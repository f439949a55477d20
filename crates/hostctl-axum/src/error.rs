//! Axum-specific error types and mappings.
//!
//! Maps `StreamError`, `StoreError` and `CoreError` to HTTP status codes
//! and a JSON body of the form `{"error": ..., "status": ..., "type": ...}`.

use axum::http::StatusCode;
use axum::response::{IntoResponse, Response};
use hostctl_core::{CoreError, StoreError, StreamError};
use serde::Serialize;
use thiserror::Error;

/// Axum-specific error type.
#[derive(Debug, Error)]
pub enum HttpError {
    #[error("Not found: {0}")]
    NotFound(String),

    /// Bad request (invalid input).
    #[error("Bad request: {0}")]
    BadRequest(String),

    /// The resource exists but is in the wrong state for this request.
    #[error("Conflict: {0}")]
    Conflict(String),

    /// A log source or shell could not be started.
    #[error("Service unavailable: {0}")]
    ServiceUnavailable(String),

    #[error("Internal error: {0}")]
    Internal(String),
}

impl HttpError {
    pub const fn status(&self) -> StatusCode {
        match self {
            Self::NotFound(_) => StatusCode::NOT_FOUND,
            Self::BadRequest(_) => StatusCode::BAD_REQUEST,
            Self::Conflict(_) => StatusCode::CONFLICT,
            Self::ServiceUnavailable(_) => StatusCode::SERVICE_UNAVAILABLE,
            Self::Internal(_) => StatusCode::INTERNAL_SERVER_ERROR,
        }
    }

    const fn error_type(&self) -> &'static str {
        match self {
            Self::NotFound(_) => "NOT_FOUND",
            Self::BadRequest(_) => "BAD_REQUEST",
            Self::Conflict(_) => "CONFLICT",
            Self::ServiceUnavailable(_) => "UNAVAILABLE",
            Self::Internal(_) => "INTERNAL",
        }
    }
}

/// JSON error response body.
#[derive(Serialize)]
struct ErrorBody {
    error: String,
    status: u16,
    /// Stable error type discriminant for client-side handling
    #[serde(rename = "type")]
    error_type: &'static str,
}

impl IntoResponse for HttpError {
    fn into_response(self) -> Response {
        let status = self.status();
        let message = match &self {
            Self::NotFound(msg)
            | Self::BadRequest(msg)
            | Self::Conflict(msg)
            | Self::ServiceUnavailable(msg)
            | Self::Internal(msg) => msg.clone(),
        };
        if status.is_server_error() {
            tracing::warn!(status = status.as_u16(), error = %message, "Request failed");
        }

        let body = ErrorBody {
            error: message,
            status: status.as_u16(),
            error_type: self.error_type(),
        };
        (status, axum::Json(body)).into_response()
    }
}

impl From<StreamError> for HttpError {
    fn from(err: StreamError) -> Self {
        match err {
            StreamError::NotFound(msg) => Self::NotFound(msg),
            StreamError::InvalidTarget(msg) => Self::BadRequest(msg),
            StreamError::Closed(msg) => Self::Conflict(msg),
            e @ StreamError::Spawn { .. } => Self::ServiceUnavailable(e.to_string()),
            e @ StreamError::SlowConsumer { .. } => Self::Conflict(e.to_string()),
            StreamError::Store(e) => e.into(),
            StreamError::Io(msg) => Self::Internal(msg),
        }
    }
}

impl From<StoreError> for HttpError {
    fn from(err: StoreError) -> Self {
        match err {
            StoreError::Io(msg) => Self::Internal(format!("Storage: {msg}")),
            StoreError::Serialization(msg) => Self::Internal(format!("Serialization: {msg}")),
        }
    }
}

impl From<CoreError> for HttpError {
    fn from(err: CoreError) -> Self {
        match err {
            CoreError::Stream(e) => e.into(),
            CoreError::Store(e) => e.into(),
            CoreError::Settings(e) => Self::BadRequest(e.to_string()),
            CoreError::Validation(msg) => Self::BadRequest(msg),
            CoreError::Path(e) => Self::Internal(e.to_string()),
            CoreError::Internal(msg) => Self::Internal(msg),
        }
    }
}

#[cfg(test)]
mod tests {
    use super::*;

    #[test]
    fn stream_errors_map_to_statuses() {
        let cases = [
            (StreamError::NotFound("job-1".into()), StatusCode::NOT_FOUND),
            (StreamError::InvalidTarget("-x".into()), StatusCode::BAD_REQUEST),
            (StreamError::Closed("gone".into()), StatusCode::CONFLICT),
            (
                StreamError::spawn("journalctl", "No such file or directory"),
                StatusCode::SERVICE_UNAVAILABLE,
            ),
            (
                StreamError::Store(StoreError::Io("disk".into())),
                StatusCode::INTERNAL_SERVER_ERROR,
            ),
        ];
        for (err, status) in cases {
            assert_eq!(HttpError::from(err).status(), status);
        }
    }

    #[test]
    fn body_has_stable_shape() {
        let response = HttpError::NotFound("job job-1".into()).into_response();
        assert_eq!(response.status(), StatusCode::NOT_FOUND);
    }
}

***

→ EXERCISE DIRECTIONS: Write the material out again in its entirety, exactly as shown.

→ SOLUTION TO THIS TASK:
repository f439949a55477d20
filename crates/hostctl-axum/src/error.rs
//! Axum-specific error types and mappings.
//!
//! Maps `StreamError`, `StoreError` and `CoreError` to HTTP status codes
//! and a JSON body of the form `{"error": ..., "status": ..., "type": ...}`.

use axum::http::StatusCode;
use axum::response::{IntoResponse, Response};
use hostctl_core::{CoreError, StoreError, StreamError};
use serde::Serialize;
use thiserror::Error;

/// Axum-specific error type.
#[derive(Debug, Error)]
pub enum HttpError {
    #[error("Not found: {0}")]
    NotFound(String),

    /// Bad request (invalid input).
    #[error("Bad request: {0}")]
    BadRequest(String),

    /// The resource exists but is in the wrong state for this request.
    #[error("Conflict: {0}")]
    Conflict(String),

    /// A log source or shell could not be started.
    #[error("Service unavailable: {0}")]
    ServiceUnavailable(String),

    #[error("Internal error: {0}")]
    Internal(String),
}

impl HttpError {
    pub const fn status(&self) -> StatusCode {
        match self {
            Self::NotFound(_) => StatusCode::NOT_FOUND,
            Self::BadRequest(_) => StatusCode::BAD_REQUEST,
            Self::Conflict(_) => StatusCode::CONFLICT,
            Self::ServiceUnavailable(_) => StatusCode::SERVICE_UNAVAILABLE,
            Self::Internal(_) => StatusCode::INTERNAL_SERVER_ERROR,
        }
    }

    const fn error_type(&self) -> &'static str {
        match self {
            Self::NotFound(_) => "NOT_FOUND",
            Self::BadRequest(_) => "BAD_REQUEST",
            Self::Conflict(_) => "CONFLICT",
            Self::ServiceUnavailable(_) => "UNAVAILABLE",
            Self::Internal(_) => "INTERNAL",
        }
    }
}

/// JSON error response body.
#[derive(Serialize)]
struct ErrorBody {
    error: String,
    status: u16,
    /// Stable error type discriminant for client-side handling
    #[serde(rename = "type")]
    error_type: &'static str,
}

impl IntoResponse for HttpError {
    fn into_response(self) -> Response {
        let status = self.status();
        let message = match &self {
            Self::NotFound(msg)
            | Self::BadRequest(msg)
            | Self::Conflict(msg)
            | Self::ServiceUnavailable(msg)
            | Self::Internal(msg) => msg.clone(),
        };
        if status.is_server_error() {
            tracing::warn!(status = status.as_u16(), error = %message, "Request failed");
        }

        let body = ErrorBody {
            error: message,
            status: status.as_u16(),
            error_type: self.error_type(),
        };
        (status, axum::Json(body)).into_response()
    }
}

impl From<StreamError> for HttpError {
    fn from(err: StreamError) -> Self {
        match err {
            StreamError::NotFound(msg) => Self::NotFound(msg),
            StreamError::InvalidTarget(msg) => Self::BadRequest(msg),
            StreamError::Closed(msg) => Self::Conflict(msg),
            e @ StreamError::Spawn { .. } => Self::ServiceUnavailable(e.to_string()),
            e @ StreamError::SlowConsumer { .. } => Self::Conflict(e.to_string()),
            StreamError::Store(e) => e.into(),
            StreamError::Io(msg) => Self::Internal(msg),
        }
    }
}

impl From<StoreError> for HttpError {
    fn from(err: StoreError) -> Self {
        match err {
            StoreError::Io(msg) => Self::Internal(format!("Storage: {msg}")),
            StoreError::Serialization(msg) => Self::Internal(format!("Serialization: {msg}")),
        }
    }
}

impl From<CoreError> for HttpError {
    fn from(err: CoreError) -> Self {
        match err {
            CoreError::Stream(e) => e.into(),
            CoreError::Store(e) => e.into(),
            CoreError::Settings(e) => Self::BadRequest(e.to_string()),
            CoreError::Validation(msg) => Self::BadRequest(msg),
            CoreError::Path(e) => Self::Internal(e.to_string()),
            CoreError::Internal(msg) => Self::Internal(msg),
        }
    }
}

#[cfg(test)]
mod tests {
    use super::*;

    #[test]
    fn stream_errors_map_to_statuses() {
        let cases = [
            (StreamError::NotFound("job-1".into()), StatusCode::NOT_FOUND),
            (StreamError::InvalidTarget("-x".into()), StatusCode::BAD_REQUEST),
            (StreamError::Closed("gone".into()), StatusCode::CONFLICT),
            (
                StreamError::spawn("journalctl", "No such file or directory"),
                StatusCode::SERVICE_UNAVAILABLE,
            ),
            (
                StreamError::Store(StoreError::Io("disk".into())),
                StatusCode::INTERNAL_SERVER_ERROR,
            ),
        ];
        for (err, status) in cases {
            assert_eq!(HttpError::from(err).status(), status);
        }
    }

    #[test]
    fn body_has_stable_shape() {
        let response = HttpError::NotFound("job job-1".into()).into_response();
        assert_eq!(response.status(), StatusCode::NOT_FOUND);
    }
}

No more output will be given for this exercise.